WORK INSTRUCTIONS:
The lines to reproduce from the material below are those from the one containing "if chunks.iter().all(|c| c.trim().is_empty())" through the one containing "r.pmid() == Some(pmid))", both included; write them out exactly and add nothing.

DATASET EXCERPTS:
//! PubMed page parsing.
//!
//! PubMed's `format=pubmed` pages embed MEDLINE text inside `<pre>` blocks:
//! `pre.search-results-chunk` on search listings and `pre#article-details`
//! on single article pages. Everything here is synchronous and free of I/O.

mod date;
mod medline;

use std::sync::LazyLock;

use scraper::{ElementRef, Html, Selector};
use tracing::{debug, info};

pub use date::{parse_electronic_date, parse_publication_date};
pub use medline::{MedlineRecord, parse_records};

use crate::error::{FetchError, FetchResult};
use crate::models::Article;

static RESULTS_CHUNK: LazyLock<Selector> =
    LazyLock::new(|| Selector::parse("pre.search-results-chunk").expect("valid selector"));

static ARTICLE_DETAILS: LazyLock<Selector> = LazyLock::new(|| {
    Selector::parse("pre#article-details, pre.article-details").expect("valid selector")
});

static RESULT_COUNT: LazyLock<Selector> =
    LazyLock::new(|| Selector::parse(r#"meta[name="log_resultcount"]"#).expect("valid selector"));

static BODY: LazyLock<Selector> =
    LazyLock::new(|| Selector::parse("body").expect("valid selector"));

/// Text PubMed shows when a search matches nothing.
const NO_RESULTS_TEXT: &str = "No results were found";

/// Parse a search listing page into articles (abstract bodies stripped).
///
/// Articles are returned in page order.
pub fn parse_listing(html: &str) -> FetchResult<Vec<Article>> {
    let document = Html::parse_document(html);
    let chunks: Vec<String> = document.select(&RESULTS_CHUNK).map(element_text).collect();

    if chunks.is_empty() {
        if is_empty_result_page(&document) {
            debug!("PubMed reported no results");
            return Ok(Vec::new());
        }
        return Err(FetchError::parse("listing page has no search results block"));
    }

    let records: Vec<MedlineRecord> = chunks.iter().flat_map(|c| parse_records(c)).collect();
    if records.is_empty() {
        if chunks.iter().all(|c| c.trim().is_empty()) {
            return Ok(Vec::new());
        }
        return Err(FetchError::parse("search results block contains no MEDLINE records"));
    }

    let articles: Vec<Article> =
        records.iter().filter_map(MedlineRecord::to_article).map(Article::into_summary).collect();
    if articles.is_empty() {
        return Err(FetchError::parse(format!(
            "none of {} MEDLINE records has a PMID, title and publication date",
            records.len()
        )));
    }

    info!(records = records.len(), count = articles.len(), "Parsed PubMed listing");
    Ok(articles)
}

/// Parse a single article page and return the article with its abstract.
pub fn parse_detail(html: &str, pmid: &str) -> FetchResult<Article> {
    let document = Html::parse_document(html);
    let Some(details) = document.select(&ARTICLE_DETAILS).next() else {
        return Err(FetchError::parse("article page has no details block"));
    };

    let record = parse_records(&element_text(details))
        .into_iter()
        .find(|r| r.pmid() == Some(pmid))
        .ok_or_else(|| FetchError::not_found(pmid))?;

    record
        .to_article()
        .ok_or_else(|| FetchError::parse(format!("record for PMID {pmid} is incomplete")))
}

fn element_text(element: ElementRef<'_>) -> String {
    element.text().collect()
}

fn is_empty_result_page(document: &Html) -> bool {
    let zero_count = document
        .select(&RESULT_COUNT)
        .filter_map(|meta| meta.value().attr("content"))
        .any(|count| count.trim() == "0");

    zero_count
        || document.select(&BODY).any(|body| element_text(body).contains(NO_RESULTS_TEXT))
}

#[cfg(test)]
mod tests {
    use super::*;

    fn listing(body: &str) -> String {
        format!(
            "<html><head><title>PubMed</title></head><body>\
             <pre class=\"search-results-chunk\">{body}</pre></body></html>"
        )
    }

    #[test]
    fn test_listing_strips_abstracts() {
        let html = listing("PMID- 1\nTI  - A &amp; B\nDP  - 2024 Jan 2\nAB  - Text\n");
        let articles = parse_listing(&html).unwrap();
        assert_eq!(articles.len(), 1);
        assert_eq!(articles[0].title, "A & B");
        assert!(articles[0].has_abstract);
        assert!(articles[0].r#abstract.is_none());
    }

    #[test]
    fn test_listing_without_results_block_is_parse_failure() {
        let err = parse_listing("<html><body><p>Maintenance</p></body></html>").unwrap_err();
        assert!(matches!(err, FetchError::ParseFailure { .. }));
    }

    #[test]
    fn test_listing_empty_result_page() {
        let html = r#"<html><head><meta name="log_resultcount" content="0"></head>
            <body><div class="results-amount">No results</div></body></html>"#;
        assert!(parse_listing(html).unwrap().is_empty());

        let html = "<html><body><em>No results were found.</em></body></html>";
        assert!(parse_listing(html).unwrap().is_empty());
    }

    #[test]
    fn test_listing_with_only_garbage_is_parse_failure() {
        let err = parse_listing(&listing("<b>something else</b>")).unwrap_err();
        assert!(matches!(err, FetchError::ParseFailure { .. }));
    }

    #[test]
    fn test_detail_missing_pmid_is_not_found() {
        let html = "<html><body><pre id=\"article-details\" class=\"article-details\">\
                    PMID- 2\nTI  - T\nDP  - 2024\n</pre></body></html>";
        let err = parse_detail(html, "3").unwrap_err();
        assert!(matches!(err, FetchError::NotFound { ref pmid } if pmid == "3"));
    }

    #[test]
    fn test_detail_without_block_is_parse_failure() {
        let err = parse_detail("<html><body></body></html>", "3").unwrap_err();
        assert!(matches!(err, FetchError::ParseFailure { .. }));
    }
}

RESPONSE BOX:
        if chunks.iter().all(|c| c.trim().is_empty()) {
            return Ok(Vec::new());
        }
        return Err(FetchError::parse("search results block contains no MEDLINE records"));
    }

    let articles: Vec<Article> =
        records.iter().filter_map(MedlineRecord::to_article).map(Article::into_summary).collect();
    if articles.is_empty() {
        return Err(FetchError::parse(format!(
            "none of {} MEDLINE records has a PMID, title and publication date",
            records.len()
        )));
    }

    info!(records = records.len(), count = articles.len(), "Parsed PubMed listing");
    Ok(articles)
}

/// Parse a single article page and return the article with its abstract.
pub fn parse_detail(html: &str, pmid: &str) -> FetchResult<Article> {
    let document = Html::parse_document(html);
    let Some(details) = document.select(&ARTICLE_DETAILS).next() else {
        return Err(FetchError::parse("article page has no details block"));
    };

    let record = parse_records(&element_text(details))
        .into_iter()
        .find(|r| r.pmid() == Some(pmid))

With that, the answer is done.